She mentors young models through Celebrite Modelling School and its annual program The Model Workshop, and has a mentorship page with Mara Mentors online platform.

Painting 
In 2008, Wanogho acquired a B.A in Painting and Sculpture from at the University of Lagos. To perfect her craft, she was mentored by Nigerian Impressionist Master- Edosa Ogiugo. As an artist, her Urhobo tribal heritage is a huge influence on her art, being from the Niger-Delta region of Nigeria, from the Urhobo tribe.

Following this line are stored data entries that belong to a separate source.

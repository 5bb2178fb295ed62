use std::sync::Arc;
use tracing::{info, warn};

use crate::domain::models::{
    role::{NewRole, Role},
    user::{Permission, User},
    user_role::NewUserRole,
};
use crate::domain::ports::{RoleRepository, UserRepository, UserRoleRepository};
use crate::error::AppError;

pub struct RoleService {
    roles: Arc<dyn RoleRepository>,
    users: Arc<dyn UserRepository>,
    user_roles: Arc<dyn UserRoleRepository>,
}

impl RoleService {
    pub fn new(
        roles: Arc<dyn RoleRepository>,
        users: Arc<dyn UserRepository>,
        user_roles: Arc<dyn UserRoleRepository>,
    ) -> Self {
        Self { roles, users, user_roles }
    }

    pub async fn fetch_by_id(&self, id: i64) -> Result<Role, AppError> {
        self.roles.find_by_id(id).await?
            .ok_or_else(|| AppError::record_not_found("id", id))
    }

    pub async fn fetch_all(&self) -> Result<Vec<Role>, AppError> {
        self.roles.list().await
    }

    /// Creates the role and an inactive user-role for every existing user.
    pub async fn store(&self, role: &NewRole, principal: &User) -> Result<Role, AppError> {
        if !principal.has_clearance(Permission::Admin) {
            warn!("User {} denied role creation", principal.id);
            return Err(AppError::NotAuthorized("not authorized to create roles".into()));
        }

        let created = self.roles.create(role).await?;

        let user_roles: Vec<NewUserRole> = self.users.list().await?
            .iter()
            .map(|user| NewUserRole::inactive(user.id, created.id))
            .collect();
        self.user_roles.create_batch(&user_roles).await?;

        info!("Role created: {} ({}), assigned to {} users", created.id, created.name, user_roles.len());
        Ok(created)
    }

    pub async fn update(&self, role: &Role, principal: &User) -> Result<Role, AppError> {
        if role.id == 0 {
            return Err(AppError::BadRequest("id cannot be zero".into()));
        }

        if !principal.has_clearance(Permission::Admin) {
            warn!("User {} denied role update", principal.id);
            return Err(AppError::NotAuthorized("not authorized to update roles".into()));
        }

        self.fetch_by_id(role.id).await?;

        let updated = self.roles.update(role).await?;
        info!("Role updated: {}", updated.id);
        Ok(updated)
    }

    pub async fn remove(&self, id: i64, principal: &User) -> Result<(), AppError> {
        if !principal.has_clearance(Permission::Admin) {
            warn!("User {} denied role removal", principal.id);
            return Err(AppError::NotAuthorized("not authorized to remove roles".into()));
        }

        self.roles.delete(id).await?;
        self.user_roles.delete_by_role(id).await?;
        info!("Role removed: {}", id);
        Ok(())
    }
}
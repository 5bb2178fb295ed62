use axum::{
    http::StatusCode,
    response::{IntoResponse, Response},
    Json,
};
use serde_json::json;
use sqlx::error::ErrorKind as DbErrorKind;
use thiserror::Error;
use tracing::error;

const INTERNAL_MESSAGE: &str = "something went wrong in the server";

#[derive(Error, Debug)]
pub enum AppError {
    #[error("Database error: {0}")]
    Database(#[from] sqlx::Error),
    #[error("{0}")]
    NotFound(String),
    #[error("{0}")]
    NotAuthorized(String),
    #[error("{0}")]
    BadRequest(String),
    #[error("Internal server error")]
    Internal,
    #[error("Internal server error: {0}")]
    InternalWithMsg(String),
}

/// The four outcomes a caller can observe, independent of transport.
#[derive(Debug, Clone, Copy, PartialEq, Eq)]
pub enum ErrorKind {
    BadRequest,
    NotAuthorized,
    RecordNotFound,
    Internal,
}

impl ErrorKind {
    pub fn status_code(self) -> StatusCode {
        match self {
            ErrorKind::BadRequest => StatusCode::BAD_REQUEST,
            ErrorKind::NotAuthorized => StatusCode::UNAUTHORIZED,
            ErrorKind::RecordNotFound => StatusCode::NOT_FOUND,
            ErrorKind::Internal => StatusCode::INTERNAL_SERVER_ERROR,
        }
    }
}

impl AppError {
    pub fn record_not_found(key: &str, value: impl std::fmt::Display) -> Self {
        AppError::NotFound(format!("could not find a record with {} = {}", key, value))
    }

    pub fn kind(&self) -> ErrorKind {
        match self {
            AppError::Database(e) => match e {
                sqlx::Error::RowNotFound => ErrorKind::RecordNotFound,
                sqlx::Error::Database(db_err) => match db_err.kind() {
                    DbErrorKind::UniqueViolation
                    | DbErrorKind::ForeignKeyViolation
                    | DbErrorKind::NotNullViolation
                    | DbErrorKind::CheckViolation => ErrorKind::BadRequest,
                    _ => ErrorKind::Internal,
                },
                _ => ErrorKind::Internal,
            },
            AppError::NotFound(_) => ErrorKind::RecordNotFound,
            AppError::NotAuthorized(_) => ErrorKind::NotAuthorized,
            AppError::BadRequest(_) => ErrorKind::BadRequest,
            AppError::Internal | AppError::InternalWithMsg(_) => ErrorKind::Internal,
        }
    }

    /// Message safe to hand to a caller. Storage details never leak for internal failures.
    pub fn public_message(&self) -> String {
        match self {
            AppError::Database(sqlx::Error::Database(db_err)) if self.kind() == ErrorKind::BadRequest => {
                db_err.message().to_string()
            }
            AppError::Database(sqlx::Error::RowNotFound) => "record not found".to_string(),
            AppError::NotFound(msg) | AppError::NotAuthorized(msg) | AppError::BadRequest(msg) => msg.clone(),
            _ => INTERNAL_MESSAGE.to_string(),
        }
    }
}

impl IntoResponse for AppError {
    fn into_response(self) -> Response {
        let kind = self.kind();

        match &self {
            AppError::Database(e) if kind == ErrorKind::Internal => error!("Database error: {:?}", e),
            AppError::InternalWithMsg(msg) => error!("Internal error: {}", msg),
            AppError::Internal => error!("Internal error"),
            _ => {}
        }

        let body = Json(json!({
            "error": self.public_message()
        }));

        (kind.status_code(), body).into_response()
    }
}

#[cfg(test)]
mod tests {
    use super::*;

    #[test]
    fn kinds_map_to_transport_statuses() {
        assert_eq!(ErrorKind::BadRequest.status_code(), StatusCode::BAD_REQUEST);
        assert_eq!(ErrorKind::NotAuthorized.status_code(), StatusCode::UNAUTHORIZED);
        assert_eq!(ErrorKind::RecordNotFound.status_code(), StatusCode::NOT_FOUND);
        assert_eq!(ErrorKind::Internal.status_code(), StatusCode::INTERNAL_SERVER_ERROR);
    }

    #[test]
    fn internal_messages_are_redacted() {
        let err = AppError::InternalWithMsg("connection reset by peer".into());
        assert_eq!(err.kind(), ErrorKind::Internal);
        assert_eq!(err.public_message(), INTERNAL_MESSAGE);

        let err = AppError::Database(sqlx::Error::PoolTimedOut);
        assert_eq!(err.kind(), ErrorKind::Internal);
        assert_eq!(err.public_message(), INTERNAL_MESSAGE);
    }

    #[test]
    fn record_not_found_formats_key_and_value() {
        let err = AppError::record_not_found("id", 42);
        assert_eq!(err.kind(), ErrorKind::RecordNotFound);
        assert_eq!(err.public_message(), "could not find a record with id = 42");
    }
}
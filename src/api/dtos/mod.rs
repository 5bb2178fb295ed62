pub mod requests;
pub mod responses;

From a young age Wanogho had always been drawn to creative expression through art, namely drawing, singing and writing plays and short stories. She has exhibited her art/design in Florence, Italy, in Lagos and in Port Harcourt at the Total E&P (TEPNG) 2013 arts exhibition. In 2014, she contributed to the International Art Festival. Art is a gift Wanogho believes she was born with.

Writing  
In January, 2014 Isio began publishing her writings through a weekly column in BellaNaija magazine, called Isio Knows Better. In this she combines wit, satire and personal experiences to draw out the audience to confront serious issues, social relationships and conflicts that are often thought about but rarely spoken about or acted upon in the Nigerian society.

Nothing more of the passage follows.